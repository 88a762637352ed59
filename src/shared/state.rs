//! Latest-wins slots and the scanner's shared runtime state

use std::sync::atomic::{AtomicBool, Ordering};

use parking_lot::Mutex;

use crate::capture::frame::Frame;
use crate::pairing::CompletedPair;
use crate::vision::Detection;

/// Single-value, lock-protected holder.
///
/// Each publish replaces the previous value; readers get a snapshot copy.
/// Deliberately not a queue: stale data is dropped, never delivered late.
/// Callers only ever copy a value in or out under the lock, so the lock's
/// held duration stays bounded regardless of how slow a producer or
/// consumer cycle is.
#[derive(Debug, Default)]
pub struct Slot<T> {
    value: Mutex<Option<T>>,
}

impl<T: Clone> Slot<T> {
    /// Create an empty slot
    pub fn new() -> Self {
        Self {
            value: Mutex::new(None),
        }
    }

    /// Replace the slot's value, discarding any previous one
    pub fn publish(&self, value: T) {
        *self.value.lock() = Some(value);
    }

    /// Clone the current value out, if any
    pub fn snapshot(&self) -> Option<T> {
        self.value.lock().clone()
    }
}

/// Snapshot of the extraction and pairing state, published once per
/// extraction cycle for the display to read
#[derive(Debug, Clone, Default)]
pub struct ScanStatus {
    /// The cycle's full detection set
    pub detections: Vec<Detection>,
    /// Object code currently held by the pairing machine
    pub held_object: Option<String>,
    /// Address code currently held by the pairing machine
    pub held_address: Option<String>,
    /// Whether the post-pair cooldown window is active
    pub cooldown_active: bool,
    /// Number of pairs completed since startup
    pub pairs_completed: u64,
    /// The most recently completed pair
    pub last_pair: Option<CompletedPair>,
    /// Time spent in the extraction cycle, in milliseconds
    pub processing_time_ms: u64,
}

/// Central shared state, constructed before any worker thread spawns and
/// handed to each by `Arc`
#[derive(Debug)]
pub struct ScannerState {
    /// Newest captured frame
    pub frame: Slot<Frame>,
    /// Newest extraction/pairing status
    pub status: Slot<ScanStatus>,
    running: AtomicBool,
}

impl ScannerState {
    /// Create shared state with the running flag set
    pub fn new() -> Self {
        Self {
            frame: Slot::new(),
            status: Slot::new(),
            running: AtomicBool::new(true),
        }
    }

    /// Whether the worker loops should keep running.
    /// Polled at the top of every loop iteration.
    pub fn is_running(&self) -> bool {
        self.running.load(Ordering::Relaxed)
    }

    /// Ask every worker loop to exit within one iteration
    pub fn request_stop(&self) {
        self.running.store(false, Ordering::Relaxed);
    }
}

#[cfg(test)]
mod tests {
    use super::*;

    #[test]
    fn test_slot_starts_empty() {
        let slot: Slot<u32> = Slot::new();
        assert_eq!(slot.snapshot(), None);
    }

    #[test]
    fn test_slot_latest_wins() {
        let slot = Slot::new();
        slot.publish(1u32);
        slot.publish(2u32);
        assert_eq!(slot.snapshot(), Some(2));
    }

    #[test]
    fn test_snapshot_does_not_consume() {
        let slot = Slot::new();
        slot.publish("frame".to_string());
        assert_eq!(slot.snapshot().as_deref(), Some("frame"));
        assert_eq!(slot.snapshot().as_deref(), Some("frame"));
    }

    #[test]
    fn test_running_flag_round_trip() {
        let state = ScannerState::new();
        assert!(state.is_running());
        state.request_stop();
        assert!(!state.is_running());
    }
}
//! Application Coordinator
//!
//! Owns the shared state and the worker threads. The lifecycle is explicit:
//! construct the state, spawn the workers, signal shutdown, join. Joining is
//! the grace period before the capture device is released; the device is
//! owned by the capture thread and dropped when its loop exits.

use std::sync::Arc;
use std::thread::JoinHandle;
use std::time::Duration;

use tracing::info;

use crate::capture::{self, CaptureDevice};
use crate::pairing::Pairing;
use crate::shared::ScannerState;
use crate::storage::log::ScanLog;
use crate::vision::{self, Extractor};

/// Main application coordinator
pub struct ScannerApp {
    state: Arc<ScannerState>,
    workers: Vec<JoinHandle<()>>,
}

impl ScannerApp {
    /// Create the shared state; no threads are spawned yet
    pub fn new() -> Self {
        Self {
            state: Arc::new(ScannerState::new()),
            workers: Vec::new(),
        }
    }

    /// Get a handle on the shared state
    pub fn state(&self) -> Arc<ScannerState> {
        self.state.clone()
    }

    /// Spawn the capture thread; it owns the device until shutdown
    pub fn start_capture(&mut self, mut device: Box<dyn CaptureDevice>, throttle: Duration) {
        let state = self.state.clone();
        let handle = std::thread::spawn(move || {
            capture::capture_loop(&state, device.as_mut(), throttle);
        });
        self.workers.push(handle);
        info!("capture worker started");
    }

    /// Spawn the extraction thread; it exclusively owns the pairing state
    pub fn start_extraction(
        &mut self,
        mut extractor: Extractor,
        mut pairing: Pairing,
        log: ScanLog,
        interval: Duration,
    ) {
        let state = self.state.clone();
        let handle = std::thread::spawn(move || {
            vision::extraction_loop(&state, &mut extractor, &mut pairing, &log, interval);
        });
        self.workers.push(handle);
        info!("extraction worker started");
    }

    /// Signal every worker to stop and wait for them to exit
    pub fn shutdown(&mut self) {
        if self.workers.is_empty() {
            return;
        }
        info!("shutting down workers...");
        self.state.request_stop();
        for handle in self.workers.drain(..) {
            let _ = handle.join();
        }
        info!("all workers joined");
    }
}

impl Default for ScannerApp {
    fn default() -> Self {
        Self::new()
    }
}

impl Drop for ScannerApp {
    fn drop(&mut self) {
        self.shutdown();
    }
}
//! Display Layer
//!
//! Console presenter for the operator. Strictly a reader of the shared
//! slots: it reports newly seen detections and completed pairs, and polls
//! the quit key. It never writes pipeline state other than the stop
//! request, and it may lag the freshest status (latest wins, no lockstep
//! with capture).

use std::io::BufRead;
use std::time::Duration;

use crossbeam_channel::{unbounded, Receiver};
use tracing::info;

use crate::shared::{ScanStatus, ScannerState};
use crate::vision::Detection;

/// Console presenter
pub struct ConsoleDisplay {
    keys: Receiver<()>,
    refresh: Duration,
}

impl ConsoleDisplay {
    /// Create a presenter and start its quit-key reader on stdin
    pub fn new() -> Self {
        let (tx, rx) = unbounded();

        // The reader blocks on stdin, is never joined, and holds no
        // pipeline state; it dies with the process.
        std::thread::spawn(move || {
            let stdin = std::io::stdin();
            for line in stdin.lock().lines() {
                let Ok(line) = line else { break };
                if line.trim().eq_ignore_ascii_case("q") && tx.send(()).is_err() {
                    break;
                }
            }
        });

        Self::from_receiver(rx)
    }

    fn from_receiver(keys: Receiver<()>) -> Self {
        Self {
            keys,
            refresh: Duration::from_millis(50),
        }
    }

    /// Presentation loop, run on the main thread until quit is requested or
    /// the pipeline stops
    pub fn run(&self, state: &ScannerState) {
        info!("scanner running; press 'q' then Enter to quit");

        let mut saw_frame = false;
        let mut previous = ScanStatus::default();

        while state.is_running() {
            if self.keys.try_recv().is_ok() {
                info!("quit requested");
                state.request_stop();
                break;
            }

            if !saw_frame {
                if let Some(frame) = state.frame.snapshot() {
                    info!("first frame received: {}x{}", frame.width, frame.height);
                    saw_frame = true;
                }
            }

            if let Some(status) = state.status.snapshot() {
                report_changes(&previous, &status);
                previous = status;
            }

            std::thread::sleep(self.refresh);
        }
    }
}

impl Default for ConsoleDisplay {
    fn default() -> Self {
        Self::new()
    }
}

/// Report what changed between two status snapshots.
///
/// A detection identical to one in the previous snapshot is not repeated;
/// codes sitting in front of the camera would otherwise flood the console
/// every cycle.
fn report_changes(previous: &ScanStatus, current: &ScanStatus) {
    for detection in &current.detections {
        if previous.detections.contains(detection) {
            continue;
        }
        match detection {
            Detection::Barcode(code) => info!(
                "barcode read: {} at ({}, {}) {}x{}",
                code.payload, code.region.x, code.region.y, code.region.width, code.region.height
            ),
            Detection::ObjectText(id) => info!("ocr object: {}", id),
            Detection::AddressText(address) => info!(
                "ocr address: city {} district {} street {} building {} level {} unit {}",
                address.city,
                address.district,
                address.street,
                address.building,
                address.level,
                address.unit
            ),
        }
    }

    if current.pairs_completed > previous.pairs_completed {
        if let Some(pair) = &current.last_pair {
            info!("pair completed: {} / {}", pair.object, pair.address);
        }
    }
}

┄┄┄┄┄┄┄┄┄┄

__Exercise__. For the string "vision", return every line of the data where it appears.

__Exercise answer__.
use crate::vision::Detection;
use crate::vision::{self, Extractor};
            vision::extraction_loop(&state, &mut extractor, &mut pairing, &log, interval);
use crate::vision::Detection;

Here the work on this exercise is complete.